椎原旬氏が過去作を振り返る
独占
まじアンの発売から数ヶ月。その間には、本当にいろんなことがあったが全部割愛。とりあえず事実としては、僕ははぎやさんと同時にLeafを辞めた。他の理由ではなく、自分の意思で。
2015-01-15 02:12:23それから東京に戻って(=下原の家に転がり込んで)懐かしい練馬暮らしを何ヶ月か満喫した後、縁あってWillという会社に入ることになった。
2015-01-15 02:13:23その時に思ったのは「人の縁って大切だなあ」ということ。人と人との繋がりは大事。本当に大事。この時など、完全に人の縁だけで入社が決まった。
2015-01-15 02:14:16Willは本社が名古屋にある会社だったけど、こちらは練馬。そこで社長との話し合いの結果、東京で事務所を作らせてもらえることに決まった。ただ、その前に名古屋で頓挫しかけていた企画を完成させることが必要だった。
2015-01-15 02:15:54その企画の名前が『独占』……という訳で、今日は自分の作ったゲームの中でも一番知られて無いであろう『独占』を作ってるときのお話。
2015-01-15 02:17:05『独占』には企画者兼ディレクターの方が既にいたので、珍しくシナリオのみでの参加になりました。とはいえ、3ヵ月後に発売するハズなのにシナリオの進捗は0%だったので、シナリオ構成からなにから僕と下原でやり直すことに。
2015-01-15 02:19:092人の主人公と2人のヒロイン、4人の各視点で物語全体を描く予定になっていましたが、それだとシナリオに3~4MBは必要そうだったので1.5MB以内に収まる構成にしました。具体的に言うと、ゲーム期間を約半分にして、ヒロイン視点での描写期間を限定的にしました。
2015-01-15 02:21:244つの視点から物語全体を書いてみるというのは個人的にも魅力的なテーマだったのですが、実現させるには絶対的に時間が足りなかったのであきらめることに。でも、シナリオの一部でも4つの視点から描くという試みだけで、十分楽しかったです。
2015-01-15 02:23:29いま楽しかったと書きましたが、書いてる間は地獄でした。

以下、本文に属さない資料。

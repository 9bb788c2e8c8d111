use clap::Parser;
use codescope_cli::Cli;
use codescope_cli::init_logging;

#[tokio::main]
async fn main() -> anyhow::Result<()> {
    let cli = Cli::parse();
    init_logging(cli.verbose);
    cli.run().await
}
use serde::Deserialize;
use serde::Serialize;
use std::path::PathBuf;
use std::time::Duration;

/// Configuration for codebase indexing
#[derive(Debug, Clone, PartialEq, Serialize, Deserialize)]
pub struct IndexerConfig {
    /// Directories to index
    #[serde(default = "default_roots")]
    pub roots: Vec<PathBuf>,

    /// Extra gitignore-style exclude patterns
    #[serde(default)]
    pub ignore_patterns: Vec<String>,

    /// Honour the `.gitignore` at each root
    #[serde(default = "default_true")]
    pub respect_gitignore: bool,

    /// Files larger than this are skipped
    #[serde(default = "default_max_file_bytes")]
    pub max_file_bytes: u64,

    /// Maximum concurrent file processing
    #[serde(default = "default_max_concurrent")]
    pub max_concurrent: usize,

    /// Compute a whole-file embedding per file
    #[serde(default = "default_true")]
    pub embed_files: bool,

    /// Compute an embedding per declared symbol
    #[serde(default = "default_true")]
    pub embed_symbols: bool,

    /// On a failed re-index, keep the previous healthy entry instead of
    /// replacing it with an empty, error-marked one.
    #[serde(default)]
    pub retain_last_good_on_error: bool,

    /// Quiet period before a watched path is re-indexed
    #[serde(default = "default_watch_debounce_ms")]
    pub watch_debounce_ms: u64,
}

fn default_roots() -> Vec<PathBuf> {
    vec![PathBuf::from(".")]
}

fn default_true() -> bool {
    true
}

fn default_max_file_bytes() -> u64 {
    1024 * 1024
}

fn default_max_concurrent() -> usize {
    num_cpus::get()
}

fn default_watch_debounce_ms() -> u64 {
    300
}

impl Default for IndexerConfig {
    fn default() -> Self {
        Self {
            roots: default_roots(),
            ignore_patterns: Vec::new(),
            respect_gitignore: true,
            max_file_bytes: default_max_file_bytes(),
            max_concurrent: default_max_concurrent(),
            embed_files: true,
            embed_symbols: true,
            retain_last_good_on_error: false,
            watch_debounce_ms: default_watch_debounce_ms(),
        }
    }
}

impl IndexerConfig {
    pub fn with_roots(roots: impl IntoIterator<Item = impl Into<PathBuf>>) -> Self {
        Self {
            roots: roots.into_iter().map(Into::into).collect(),
            ..Default::default()
        }
    }

    pub fn watch_debounce(&self) -> Duration {
        Duration::from_millis(self.watch_debounce_ms)
    }

    /// Validate configuration
    pub fn validate(&self) -> Result<(), String> {
        if self.roots.is_empty() {
            return Err("No roots configured".to_string());
        }

        if self.max_concurrent == 0 {
            return Err("Max concurrent must be > 0".to_string());
        }

        if self.max_file_bytes == 0 {
            return Err("Max file bytes must be > 0".to_string());
        }

        Ok(())
    }
}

主に時間との戦いという意味で。ゲームの構成を組み直して、構成を生かしたプロットを作成して、全シナリオを書き終える。そのための時間が2ヶ月を切っていました。
2015-01-15 02:25:15毎朝(7時か8時ごろ? 微妙に記憶が曖昧)、テレビから流れるプチモビクスを合図に寝て、昼に起きて日常の業務をこなして、夕方から朝までシナリオ。そんな生活がシナリオ執筆終了まで続きました。
2015-01-15 02:27:01あ、ちなみに、シナリオ全部を僕と下原で書くのは無理だと判断したので、調教パートのほとんどはヘルプの方にお願いしました。念のため。そういえば、調教パートがあるゲームなんて『独占』以来作ってないなあ。
2015-01-15 02:30:42なんやかんやあって、最後は3徹の状態で台本を直接収録スタジオに持って行くことに(悪い例。良い子は一週間前には声優さんに台本を渡しておきましょう)。あの時の帰り道はあまりに眠すぎて、普通の道を歩いてるのにちょっとだけ死を覚悟しました。心臓バクバクいってたし。
2015-01-15 02:32:43そして、なんとか下原邸に帰り着いて寝たのですが、その30分後に「名古屋の開発室に送ったシナリオのzipが壊れていた」という用件の電話で起こされたことは良い思い出。ファイルを送り直して、ファイルが大丈夫だったことを電話で確認して、電話線を引っこ抜いて寝ました。
2015-01-15 02:34:11とらかぷっ!
『独占』のシナリオ作業が終わると、すぐに開発室立ち上げの準備に取り掛かった。開発室の物件を探しながら、新ブランド第一弾の企画を練るのは、忙しかったけど楽しかった。
2015-01-18 01:19:14企画を練る時点で、自分と下原だけでなく、たけまさも既に合流していた。ただ、その時点ではお互いの住んでいる場所は離れていたので、ネットを使ってのコミュニケーションだった。
2015-01-18 01:20:46こちらがキャラクター設定を伝えると、たけまさが絵をつけて返す。ネットを介してそんなやり取りをしてるのも楽しかったが、もっと密に意見をぶつけ合うためにも、一日も早く一緒の開発室でゲームを作りたいと強く思った。
2015-01-18 01:22:31ちなみに、たけまさとはまじアンの制作中にネットを通じて知り合った。まだブロードバンドサービスが一般的ではなかった頃で、主にテレホタイム(※:おっさん用語その1)にICQ(※:おっさん用語その2)を使ってやり取りをしていた。